Segurança no continente africano deverá ser um tema debatido na cimeiraFoto: Issouf Sanogo/AFP/Getty Images

"Os americanos estão muito empenhados [na questão da segurança], especialmente no Corno de África, onde têm um certo interesse. A instabilidade na Somália afetou a forma como os americanos fazem várias coisas", afirmou.

Chidi Blyden considera que "os EUA continuam empenhados em trabalhar com os parceiros africanos para enfrentar os desafios [de segurança] na África Ocidental e no Sahel". 

No entanto, acrescenta a subsecretária, os EUA não tencionam concentrar-se apenas numa abordagem militar para pôr fim à maior parte das crises de segurança no continente. "Estamos a tentar aprender com os esforços do passado no Sahel e assegurar que contamos com a colaboração dos nossos parceiros africanos", explicou. 

Outras áreas de foco

Quando a primeira cimeira de líderes EUA-África foi realizada em 2014, durante a administração do ex-Presidente Barack Obama, foram discutidas iniciativas em áreas como a energia, serviços financeiros, alterações climáticas, segurança alimentar e cuidados de saúde.

Espera-se também que a cimeira de 2022 dê prioridade a questões semelhantes, ao mesmo tempo que coloca uma ênfase ainda maior em iniciativas bilaterais de comércio e investimento, afirmou a Casa Branca.

A Comissão da União Africana disse também, em comunicado, que a cimeira irá debater iniciativas que "impulsionem a recuperação do continente da pandemia provocada pela Covid-19, reforcem a segurança alimentar e promovam o investimento em infraestruturas, saúde e projetos de energias renováveis".

Ausência de cinco países

No entanto, nem todos estarão presentes na cimeira. A Casa Branca confirmou que o Burkina Faso, Mali, Guiné-Conacri e Sudão não foram convidados.
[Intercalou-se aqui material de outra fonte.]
impl LedgerDb {
    fn cf(&self, name: &str) -> Result<&ColumnFamily> {
        self.db.cf_handle(name).ok_or_else(|| {
            AllocationError::Internal(Box::new(std::io::Error::other(format!(
                "{name} column family not found"
            ))))
        })
    }

    fn get<T: DeserializeOwned>(&self, cf_name: &str, key: &[u8]) -> Result<Option<T>> {
        let cf = self.cf(cf_name)?;
        match self.db.get_cf(cf, key)? {
            Some(bytes) => Ok(Some(decode(&bytes)?)),
            None => Ok(None),
        }
    }

    fn scan_prefix(&self, cf_name: &str, prefix: &[u8]) -> Result<Vec<(Box<[u8]>, Box<[u8]>)>> {
        let cf = self.cf(cf_name)?;
        let mut rows = Vec::new();
        for item in self
            .db
            .iterator_cf(cf, IteratorMode::From(prefix, Direction::Forward))
        {
            let (key, value) = item?;
            if !key.starts_with(prefix) {
                break;
            }
            rows.push((key, value));
        }
        Ok(rows)
    }

    fn charge(&self, id: ChargeId) -> Result<Option<Charge>> {
        self.get(CF_CHARGES, &id.to_be_bytes())
    }

    fn charge_ids_for_lease(&self, lease_id: LeaseId) -> Result<Vec<ChargeId>> {
        self.scan_prefix(CF_LEASE_CHARGES, &lease_id.to_be_bytes())?
            .into_iter()
            .map(|(key, _)| {
                let suffix = key
                    .get(8..)
                    .and_then(|raw| <[u8; 8]>::try_from(raw).ok())
                    .ok_or_else(|| AllocationError::internal("malformed lease_charges index key"))?;
                Ok(ChargeId(u64::from_be_bytes(suffix)))
            })
            .collect()
    }

    fn allocations_for_payment(&self, payment_id: PaymentId) -> Result<Vec<PaymentAllocation>> {
        self.scan_prefix(CF_ALLOCATIONS, &payment_id.to_be_bytes())?
            .into_iter()
            .map(|(_, value)| decode(&value))
            .collect()
    }

    fn payment_for_external_id(
        &self,
        organization_id: OrganizationId,
        external_id: &str,
    ) -> Result<Option<PaymentId>> {
        self.get(CF_EXTERNAL_IDS, &external_id_key(organization_id, external_id))
    }

    fn last_allocation_id(&self) -> Result<u64> {
        let cf = self.cf(CF_META)?;
        match self.db.get_cf(cf, LAST_ALLOCATION_ID)? {
            Some(bytes) => {
                let raw: [u8; 8] = bytes.as_slice().try_into().map_err(|_| {
                    AllocationError::internal("malformed allocation id counter")
                })?;
                Ok(u64::from_be_bytes(raw))
            }
            None => Ok(0),
        }
    }

    fn put_charge(&self, charge: &Charge) -> Result<()> {
        let mut batch = WriteBatch::default();
        if let Some(previous) = self.charge(charge.id)?
            && previous.lease_id != charge.lease_id
        {
            batch.delete_cf(
                self.cf(CF_LEASE_CHARGES)?,
                composite_key(previous.lease_id.to_be_bytes(), &charge.id.to_be_bytes()),
            );
        }
        batch.put_cf(self.cf(CF_CHARGES)?, charge.id.to_be_bytes(), encode(charge)?);
        batch.put_cf(
            self.cf(CF_LEASE_CHARGES)?,
            composite_key(charge.lease_id.to_be_bytes(), &charge.id.to_be_bytes()),
            b"",
        );
        self.db.write(batch)?;
        Ok(())
    }

    fn commit(
        &self,
        charges: &BTreeMap<ChargeId, Charge>,
        allocations: &[PaymentAllocation],
        last_allocation_id: u64,
    ) -> Result<()> {
        for allocation in allocations {
            if allocation.allocation_order == 0
                && !self
                    .scan_prefix(CF_ALLOCATIONS, &allocation.payment_id.to_be_bytes())?
                    .is_empty()
            {
                return Err(AllocationError::Conflict(format!(
                    "payment {} already has allocations",
                    allocation.payment_id
                )));
            }
            if let Some(external_id) = &allocation.external_id
                && let Some(owner) =
                    self.payment_for_external_id(allocation.organization_id, external_id)?
            {
                return Err(AllocationError::Conflict(format!(
                    "external id '{external_id}' already used by payment {owner}"
                )));
            }
        }

        let mut batch = WriteBatch::default();
        let charges_cf = self.cf(CF_CHARGES)?;
        for charge in charges.values() {
            batch.put_cf(charges_cf, charge.id.to_be_bytes(), encode(charge)?);
        }
        let allocations_cf = self.cf(CF_ALLOCATIONS)?;
        let external_ids_cf = self.cf(CF_EXTERNAL_IDS)?;
        for allocation in allocations {
            batch.put_cf(
                allocations_cf,
                allocation_key(allocation.payment_id, allocation.allocation_order),
                encode(allocation)?,
            );
            if let Some(external_id) = &allocation.external_id {
                batch.put_cf(
                    external_ids_cf,
                    external_id_key(allocation.organization_id, external_id),
                    encode(&allocation.payment_id)?,
                );
            }
        }
        batch.put_cf(
            self.cf(CF_META)?,
            LAST_ALLOCATION_ID,
            last_allocation_id.to_be_bytes(),
        );
        self.db.write(batch)?;
        Ok(())
    }
}

/// A persistent ledger implementation using RocksDB.
///
/// Each table lives in its own Column Family, with two index families for
/// lease-to-charge and external-id lookups. Row locks are held in-process
/// (RocksDB already allows a single process per database directory) and a
/// commit is a single atomic `WriteBatch`.
///
/// This struct is thread-safe (`Clone` shares the underlying `Arc<DB>`).
#[derive(Clone)]
pub struct RocksDBLedger {
    inner: Arc<LedgerDb>,
    locks: Arc<RowLocks>,
    last_allocation_id: Arc<AtomicU64>,
    commit_lock: Arc<AsyncMutex<()>>,
}

impl RocksDBLedger {
    /// Opens or creates a RocksDB instance at the specified path.
    ///
    /// Ensures that every required column family exists and restores the
    /// allocation id counter.
    ///
    /// # Arguments
    ///
    /// * `path` - The filesystem path where the database will be stored.
    pub fn open<P: AsRef<Path>>(path: P) -> Result<Self> {
        let mut opts = Options::default();
        opts.create_if_missing(true);
        opts.create_missing_column_families(true);

        let descriptors: Vec<ColumnFamilyDescriptor> = COLUMN_FAMILIES
            .iter()
            .map(|name| ColumnFamilyDescriptor::new(*name, Options::default()))
            .collect();

        let db = DB::open_cf_descriptors(&opts, path, descriptors)?;
        let inner = LedgerDb { db };
        let last_allocation_id = inner.last_allocation_id()?;

        Ok(Self {
            inner: Arc::new(inner),
            locks: Arc::new(RowLocks::new()),
            last_allocation_id: Arc::new(AtomicU64::new(last_allocation_id)),
            commit_lock: Arc::new(AsyncMutex::new(())),
        })
    }
}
A exclusão prende-se com o facto da União Africana os ter suspendido após os recentes golpes de Estado ocorridos em cada um deles.

O quinto país ausente é a Eritreia, uma vez que os EUA não têm relações diplomáticas com o país.

Também ausente estará o Presidente da África do Sul, Cyril Ramaphosa, dada a realização do congresso nacional do seu partido, que arranca no próximo dia 16 de dezembro.

Mas os chefes de Estado de Angola, Nigéria, Quénia e Uganda são esperados em Washington. O presidente da Comissão da União Africana, Musa Faki Mahamat, também deverá estar presente.